From: Axel Kohlmeyer (akohlmey_at_gmail.com)
Date: Tue Sep 15 2009 - 10:15:23 CDT
On Tue, Sep 15, 2009 at 10:26 AM, Luis Agullo (LAB) <lab_at_lagullo.com> wrote:
> I am completely confused about the difference between temperature
> reassignment and temperature rescaling. I have read NAMD guide and some
> questions about that in this e-mail list (e.g.:
> www.ks.uiuc.edu/Research/namd/mailing_list/namd-l/6401.html), but I am
> very confused yet (probably because I am a newby in MD). Can anybody
> clarify me the basic difference between these two concepts? I want to heat
> my protein smoothly from 0 to 310 and I suppose these parameters can help
> me to do that.
with reassignment you assign new (randomized) velocities to
each coordinate, with rescaling you apply a scaling factor.
both have advantages and downsides. if you want to gently
heat up, then rescaling makes hot spots even hotter. that is
usually not desired. in fact, one always should check wether
the temperature of the solute is at the desired value, as usually
the total system temperature can be misleading (since there are
many more degrees of freedom in the solvent than in the solute).

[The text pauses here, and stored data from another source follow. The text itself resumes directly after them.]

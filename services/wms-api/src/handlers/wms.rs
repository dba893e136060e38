//! WMS endpoint.
//!
//! Query parameters are forwarded to the render back end unchanged; only
//! `REQUEST` is required here.

use axum::{
    extract::{Extension, Query},
    http::{HeaderMap, Uri},
    response::Response,
};
use std::collections::BTreeMap;
use std::sync::Arc;
use tracing::{debug, instrument};

use wms_common::WmsError;
use wms_map::RequestContext;
use wms_protocol::normalize;

use super::common::{error_response, online_resource, render, render_response};
use crate::metrics;
use crate::state::AppState;

/// GET /wms
#[instrument(skip(state, headers, params), fields(request = tracing::field::Empty))]
pub async fn wms_handler(
    Extension(state): Extension<Arc<AppState>>,
    headers: HeaderMap,
    uri: Uri,
    Query(params): Query<BTreeMap<String, String>>,
) -> Response {
    let request = normalize(params, None);

    let Some(request_type) = request.get("REQUEST").map(str::to_string) else {
        return error_response(&WmsError::MissingParameter("REQUEST".to_string()));
    };
    tracing::Span::current().record("request", request_type.as_str());
    metrics::record_wms_request(&request_type);

    let ctx = RequestContext {
        tile: None,
        level: request.get("level").map(str::to_string),
    };
    debug!(layers = ?request.layers(), "WMS request");

    let result = render(&state, &request, &ctx, online_resource(&headers, uri.path())).await;
    render_response(result)
}
//! PostGIS access for pg-wms services.
//!
//! Provides catalog introspection used to resolve model schemas at startup.

pub mod catalog;

pub use catalog::{Catalog, ColumnRow};
//! Raster pyramid level selection.

use serde::{Deserialize, Serialize};
use wms_common::{WmsError, WmsResult};

/// Decimation levels available when none are configured.
pub const DEFAULT_PYRAMID_LEVELS: [u32; 6] = [1, 2, 4, 8, 16, 32];

/// Level requested when the client does not send a `level` parameter.
///
/// The tile zoom is not consulted, so this always lands on the finest level.
pub const FALLBACK_REQUESTED_LEVEL: i64 = 0;

/// Pick the level closest to `requested` by absolute difference.
///
/// Ties go to the first minimal element in iteration order, so for an
/// ascending slice the smaller level wins. Returns `None` for an empty slice.
pub fn closest_level(levels: &[u32], requested: i64) -> Option<u32> {
    levels
        .iter()
        .copied()
        .min_by_key(|level| i64::from(*level).abs_diff(requested))
}

/// A non-empty, ascending set of supported pyramid levels.
#[derive(Debug, Clone, PartialEq, Eq, Serialize, Deserialize)]
#[serde(try_from = "Vec<u32>", into = "Vec<u32>")]
pub struct PyramidLevels(Vec<u32>);

impl PyramidLevels {
    pub fn new(mut levels: Vec<u32>) -> WmsResult<Self> {
        if levels.is_empty() {
            return Err(WmsError::MisconfiguredMap(
                "pyramid levels must not be empty".to_string(),
            ));
        }
        levels.sort_unstable();
        levels.dedup();
        Ok(Self(levels))
    }

    pub fn as_slice(&self) -> &[u32] {
        &self.0
    }

    /// Closest supported level to `requested`.
    pub fn closest(&self, requested: i64) -> u32 {
        // Non-empty by construction.
        closest_level(&self.0, requested).unwrap_or(self.0[0])
    }

    /// Resolve the raw `level` query parameter to a supported level.
    pub fn select(&self, level_param: Option<&str>) -> WmsResult<u32> {
        let requested = match level_param {
            Some(raw) => raw.trim().parse::<i64>().map_err(|_| {
                WmsError::invalid_parameter("level", format!("'{}' is not an integer", raw))
            })?,
            None => FALLBACK_REQUESTED_LEVEL,
        };
        Ok(self.closest(requested))
    }
}

impl Default for PyramidLevels {
    fn default() -> Self {
        Self(DEFAULT_PYRAMID_LEVELS.to_vec())
    }
}

impl TryFrom<Vec<u32>> for PyramidLevels {
    type Error = WmsError;

    fn try_from(value: Vec<u32>) -> Result<Self, Self::Error> {
        PyramidLevels::new(value)
    }
}

impl From<PyramidLevels> for Vec<u32> {
    fn from(value: PyramidLevels) -> Self {
        value.0
    }
}
impl Sink {
    /// Spawn the worker and the garbage collector. Must run inside a tokio runtime.
    pub fn start(config: SinkConfig, template: PathTemplate, filter: AnnotationFilter) -> Self {
        let pool = Arc::new(WriterPool::new(config.writer_ttl));
        let (tx, rx) = mpsc::channel::<Job>(config.queue_size);
        let gc_stop = CancellationToken::new();

        let worker = tokio::spawn(run_worker(rx, pool.clone(), template, config.expiry));
        let collector = tokio::spawn(run_collector(
            pool.clone(),
            tx.clone(),
            config.gc_interval,
            gc_stop.clone(),
        ));

        info!(
            "Sink started (queue size {}, writer ttl {:?}, gc interval {:?}, {:?} expiry)",
            config.queue_size, config.writer_ttl, config.gc_interval, config.expiry
        );

        Self {
            pool,
            filter,
            queue: Mutex::new(Some(tx)),
            gc_stop,
            tasks: Mutex::new(Some(Tasks { worker, collector })),
        }
    }

    /// Filter the payload and queue every accepted record for writing.
    ///
    /// Blocks while the queue is full. Records of one payload are queued in
    /// the order given.
    pub async fn add_payload(&self, payload: Payload) -> Result<Ingested, SinkError> {
        let queue = self.queue.lock().await.clone().ok_or(SinkError::Closed)?;

        let received = payload.records.len();
        let tag: Arc<str> = Arc::from(payload.tag);
        let mut accepted = 0;

        for record in payload.records {
            if !self.filter.include(&record) {
                continue;
            }

            queue
                .send(Job::WriteRecord {
                    record,
                    tag: tag.clone(),
                })
                .await
                .map_err(|_| SinkError::Closed)?;
            accepted += 1;
        }

        Ok(Ingested { received, accepted })
    }

    pub async fn open_writers(&self) -> usize {
        self.pool.count().await
    }

    pub fn opened_writers(&self) -> u64 {
        self.pool.opened_total()
    }

    /// Jobs waiting in the queue, not counting the one being executed. Reads
    /// zero once the sink is closed.
    pub async fn pending_jobs(&self) -> usize {
        self.queue
            .lock()
            .await
            .as_ref()
            .map_or(0, |queue| queue.max_capacity() - queue.capacity())
    }

    /// Stop the collector, close every writer and drain the queue.
    ///
    /// Every record queued before this call is written. Calling it again is a
    /// no-op.
    pub async fn close(&self) -> Result<(), SinkError> {
        let Some(tasks) = self.tasks.lock().await.take() else {
            return Ok(());
        };

        self.gc_stop.cancel();
        let collector = tasks.collector.await;
        debug!("Garbage collector stopped");

        let queue = self.queue.lock().await.take();
        if let Some(queue) = queue {
            for path in self.pool.snapshot_expired(None).await {
                if queue.send(Job::CloseWriter(path)).await.is_err() {
                    break;
                }
            }
        }

        // the worker exits once the last sender is gone and the queue is empty
        let worker = tasks.worker.await;
        info!("Job queue drained, all writers closed");

        collector.map_err(|source| SinkError::Join {
            task: "garbage collector",
            source,
        })?;
        worker.map_err(|source| SinkError::Join {
            task: "queue worker",
            source,
        })
    }
}

/// Sole consumer of the job queue.
pub(crate) async fn run_worker(
    mut jobs: mpsc::Receiver<Job>,
    pool: Arc<WriterPool>,
    template: PathTemplate,
    expiry: ExpiryPolicy,
) {
    while let Some(job) = jobs.recv().await {
        match job {
            Job::WriteRecord { record, tag } => {
                let path = template.resolve(&record, &tag);
                if let Err(err) = write_record(&pool, &path, &record, expiry).await {
                    warn!("Dropping record: {}", err);
                }
            }
            Job::CloseWriter(path) => {
                if let Err(err) = pool.remove_and_close(&path).await {
                    warn!("{}", err);
                }
            }
        }
    }

    // producers that raced the shutdown may have reopened files
    for path in pool.snapshot_expired(None).await {
        if let Err(err) = pool.remove_and_close(&path).await {
            warn!("{}", err);
        }
    }
}

async fn write_record(
    pool: &WriterPool,
    path: &Path,
    record: &Record,
    expiry: ExpiryPolicy,
) -> Result<(), WriterError> {
    let mut writer = pool.get_or_create(path).await?;
    writer.write(record).await?;

    if expiry == ExpiryPolicy::Sliding {
        writer.touch();
    }
    Ok(())
}

/// Periodically queue close jobs for expired writers until `stop` fires.
async fn run_collector(
    pool: Arc<WriterPool>,
    queue: mpsc::Sender<Job>,
    interval: Duration,
    stop: CancellationToken,
) {
    let mut ticker = tokio::time::interval_at(Instant::now() + interval, interval);
    ticker.set_missed_tick_behavior(MissedTickBehavior::Skip);

    loop {
        tokio::select! {
            _ = stop.cancelled() => return,
            _ = ticker.tick() => {}
        }

        let expired = pool.snapshot_expired(Some(Instant::now())).await;
        if !expired.is_empty() {
            debug!("Closing {} expired writers", expired.len());
        }

        for path in expired {
            tokio::select! {
                biased;
                _ = stop.cancelled() => return,
                sent = queue.send(Job::CloseWriter(path)) => {
                    if sent.is_err() {
                        return;
                    }
                }
            }
        }
    }
}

with reassignment you avoid this problem, but you create a new
one: the kinetic energy of each atom is not longer consistent
with its (local) potential energy and thus needs to be redistributed.
rescaling is usually easier and if you combine it with langevin dynamics
using a large damping coefficient you should be able to dissipate the
energy from the "hot spots" fast enough. also, running a bit of
minimization at the beginning of equilibration helps to 'take off the edge'.
keep in mind that each system can be different, so you have
to always try and check. many people use different protocols
to do this. some are too careless, some waste time by being
overly careful. you have to find a compromise that works.
-- Dr. Axel Kohlmeyer akohlmey_at_gmail.com Institute for Computational Molecular Science College of Science and Technology Temple University, Philadelphia PA, USA.